The volcano emitted a small ash cloud that was identified early Friday morning. AVO geologist Chris Waythomas says the cloud drifted south of the volcano and…

Scientists at the Alaska Volcano Observatory are going to be keeping a close eye on Shishaldin Volcano over the weekend.

The volcano emitted a small ash cloud that was identified early Friday morning. AVO geologist Chris Waythomas says the cloud drifted south of the volcano and dissipated.

“However, Shishaldin is a very frequently active volcano, and this could mean that we’re heading into an eruptive period,” he says. “It may not necessarily, but it wouldn’t surprise us if the volcano started getting more active.”

Shishaldin was upgraded to a yellow alert level last week after abnormal behavior began. Waythomas says this ash cloud seems to have come from a combination of magma close to the surface, and increased steaming and temperatures in the crater.

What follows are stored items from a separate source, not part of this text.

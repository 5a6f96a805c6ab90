use serde_json::Value;

use crate::error::ParseError;
use crate::model::{FiredEvent, ProjectileEvent, RawCombatEvent, RawProjectileHit, WeaponDescriptor};
use crate::types::{Frame, ObjectId, TrajectoryPoint};
use crate::wire::{
    clean_args, format_weapon_text, parse_bool, parse_f32, parse_frame, parse_object_id,
    parse_optional_object_id, parse_position, parse_sqf_string_array, require_fields, trim_quotes,
};

/// A projectile with its hit parts still unclassified.
#[derive(Debug, Clone, PartialEq)]
pub struct ParsedProjectile {
    /// `hits` is always empty here; the worker fills it from `raw_hits`.
    pub event: ProjectileEvent,
    pub raw_hits: Vec<RawProjectileHit>,
}

fn json_frame(value: &Value) -> Option<Frame> {
    value
        .as_f64()
        .filter(|f| f.is_finite() && *f >= 0.0)
        .map(|f| f as Frame)
}

/// `[[tickTime, frameNo, "x,y,z"], ...]`; unreadable points are skipped.
fn parse_trajectory(raw: &str) -> Result<Vec<TrajectoryPoint>, ParseError> {
    let points: Vec<Vec<Value>> = serde_json::from_str(raw).map_err(|source| {
        ParseError::InvalidJson {
            field: "positions",
            source,
        }
    })?;

    let mut trajectory = Vec::with_capacity(points.len());
    for point in points {
        if point.len() < 3 {
            continue;
        }
        let Some(frame) = json_frame(&point[1]) else {
            tracing::warn!(value = %point[1], "Invalid frame in projectile position");
            continue;
        };
        let Some(pos) = point[2].as_str() else {
            tracing::warn!(value = %point[2], "Invalid projectile position string");
            continue;
        };
        match parse_position(pos) {
            Ok(position) => trajectory.push(TrajectoryPoint { position, frame }),
            Err(e) => tracing::warn!(error = %e, pos, "Skipping projectile position"),
        }
    }
    Ok(trajectory)
}

/// `[[entityId, components, "x,y,z", frameNo], ...]` where `components` is a
/// string or an array of strings. A malformed blob yields no hits.
fn parse_hit_parts(raw: &str) -> Vec<RawProjectileHit> {
    let parts: Vec<Vec<Value>> = match serde_json::from_str(raw) {
        Ok(parts) => parts,
        Err(e) => {
            tracing::warn!(error = %e, data = raw, "Error parsing hit parts");
            return Vec::new();
        }
    };

    parts
        .into_iter()
        .filter(|part| part.len() >= 4)
        .filter_map(|part| {
            let entity_id = part[0]
                .as_u64()
                .or_else(|| json_frame(&part[0]).map(u64::from))
                .and_then(|id| ObjectId::try_from(id).ok())?;
            let components = match &part[1] {
                Value::String(s) => vec![s.clone()],
                Value::Array(items) => items
                    .iter()
                    .filter_map(|v| v.as_str().map(str::to_string))
                    .collect(),
                _ => Vec::new(),
            };
            let position = match parse_position(part[2].as_str()?) {
                Ok(p) => p,
                Err(e) => {
                    tracing::warn!(error = %e, "Error converting hit position");
                    return None;
                }
            };
            let capture_frame = json_frame(&part[3])?;
            Some(RawProjectileHit {
                entity_id,
                components,
                position,
                capture_frame,
            })
        })
        .collect()
}

/// `:PROJECTILE:` 20 positional fields:
///
/// | idx | field              | idx | field            |
/// |-----|--------------------|-----|------------------|
/// | 0   | fired frame        | 10  | magazine         |
/// | 1   | fired time (unused)| 11  | magazine display |
/// | 2   | firer id           | 12  | ammo             |
/// | 3   | vehicle id / -1    | 13  | fire mode        |
/// | 4   | vehicle role       | 14  | trajectory JSON  |
/// | 5   | remote controller  | 15  | initial velocity |
/// | 6   | weapon             | 16  | hit parts JSON   |
/// | 7   | weapon display     | 17  | simulation type  |
/// | 8   | muzzle             | 18  | is submunition   |
/// | 9   | muzzle display     | 19  | magazine icon    |
pub fn parse_projectile(args: &[String]) -> Result<ParsedProjectile, ParseError> {
    require_fields(args, 20)?;
    let data = clean_args(args);

    let event = ProjectileEvent {
        capture_frame: parse_frame(&data[0])?,
        firer_id: parse_object_id("firerId", &data[2])?,
        vehicle_id: parse_optional_object_id("vehicleId", &data[3])?,
        vehicle_role: data[4].clone(),
        remote_controller_id: parse_optional_object_id("remoteControllerId", &data[5])?,
        weapon: data[6].clone(),
        weapon_display: data[7].clone(),
        muzzle: data[8].clone(),
        muzzle_display: data[9].clone(),
        magazine: data[10].clone(),
        magazine_display: data[11].clone(),
        ammo: data[12].clone(),
        fire_mode: data[13].clone(),
        trajectory: parse_trajectory(&data[14])?,
        initial_velocity: data[15].clone(),
        hits: Vec::new(),
        simulation_type: data[17].clone(),
        is_submunition: parse_bool("isSub", &data[18]).unwrap_or(false),
        magazine_icon: data[19].clone(),
    };

    Ok(ParsedProjectile {
        event,
        raw_hits: parse_hit_parts(&data[16]),
    })
}

/// Shared layout of `:KILL:` and `:HIT:`: [frame, victimId, attackerId,
/// weaponArray, distance]. The distance is optional.
fn parse_combat(args: &[String]) -> Result<RawCombatEvent, ParseError> {
    require_fields(args, 4)?;
    // Unescaping doubles as the SQF array's quote delimiter, so read it first.
    let raw_weapon = trim_quotes(&args[3]).to_string();
    let data = clean_args(args);

    let [vehicle, weapon, magazine] = parse_sqf_string_array(&raw_weapon)?;
    let event_text = format_weapon_text(&vehicle, &weapon, &magazine);

    let distance = match data.get(4) {
        Some(d) => parse_f32("distance", d)?,
        None => 0.0,
    };

    Ok(RawCombatEvent {
        capture_frame: parse_frame(&data[0])?,
        victim_id: parse_object_id("victimId", &data[1])?,
        attacker_id: parse_object_id("attackerId", &data[2])?,
        weapon: WeaponDescriptor {
            vehicle,
            weapon,
            magazine,
        },
        event_text,
        distance,
    })
}

/// `:KILL:` [frame, victimId, killerId, weaponArray, distance].
pub fn parse_kill(args: &[String]) -> Result<RawCombatEvent, ParseError> {
    parse_combat(args)
}

/// `:HIT:` [frame, victimId, shooterId, weaponArray, distance].
pub fn parse_hit(args: &[String]) -> Result<RawCombatEvent, ParseError> {
    parse_combat(args)
}

/// `:FIRED:` [ocapId, frame, endPos, startPos, weapon, magazine, firingMode].
pub fn parse_fired(args: &[String]) -> Result<FiredEvent, ParseError> {
    require_fields(args, 7)?;
    let data = clean_args(args);

    Ok(FiredEvent {
        soldier_id: parse_object_id("ocapId", &data[0])?,
        capture_frame: parse_frame(&data[1])?,
        end_position: parse_position(&data[2])?,
        start_position: parse_position(&data[3])?,
        weapon: data[4].clone(),
        magazine: data[5].clone(),
        firing_mode: data[6].clone(),
    })
}

// ---------------------------------------------------------------------------
// Tests
// ---------------------------------------------------------------------------
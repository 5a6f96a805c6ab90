use serde::{Deserialize, Serialize};

/// One call from the game: `{"command": ":NEW:SOLDIER:", "args": [...]}`.
#[derive(Debug, Clone, PartialEq, Eq, Serialize, Deserialize)]
pub struct Event {
    /// Command tag, always non-empty, e.g. `":KILL:"`.
    pub command: String,
    /// Positional arguments exactly as the game sent them.
    #[serde(default)]
    pub args: Vec<String>,
}

impl Event {
    pub fn new(command: impl Into<String>, args: Vec<String>) -> Self {
        Self {
            command: command.into(),
            args,
        }
    }

    /// Convenience for tests and replay tools.
    pub fn from_strs(command: impl Into<String>, args: &[&str]) -> Self {
        Self::new(command, args.iter().map(|a| a.to_string()).collect())
    }
}

#[cfg(test)]
mod tests {
    use super::*;

    #[test]
    fn deserializes_replay_line() {
        let ev: Event =
            serde_json::from_str(r#"{"command":":FPS:","args":["1","50","30"]}"#).unwrap();
        assert_eq!(ev, Event::from_strs(":FPS:", &["1", "50", "30"]));
    }

    #[test]
    fn args_default_to_empty() {
        let ev: Event = serde_json::from_str(r#"{"command":":VERSION:"}"#).unwrap();
        assert!(ev.args.is_empty());
    }
}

Some of the seismic monitoring stations that track Shishaldin are still out of order. Waythomas says they’re relying on two functioning stations to look for earthquakes inside the volcano and other changes that could foretell an eruption.

“It can be explosive, and it could put ash clouds up to flight levels,” he says. “That would not be unusual for this volcano to do that.”

Shishaldin’s eruption in 1999 sent ash plumes as high as 45,000 feet above sea level. It last erupted in 2004, and the last time it showed unrest like this was in 2009.

Shishaldin is the highest peak in the Aleutians. It’s also the world’s most symmetrical glacier-covered, conical volcano.

Waythomas says the two other yellow-alert volcanoes in the Aleutians — Cleveland and Veniaminof — are mostly quiet right now.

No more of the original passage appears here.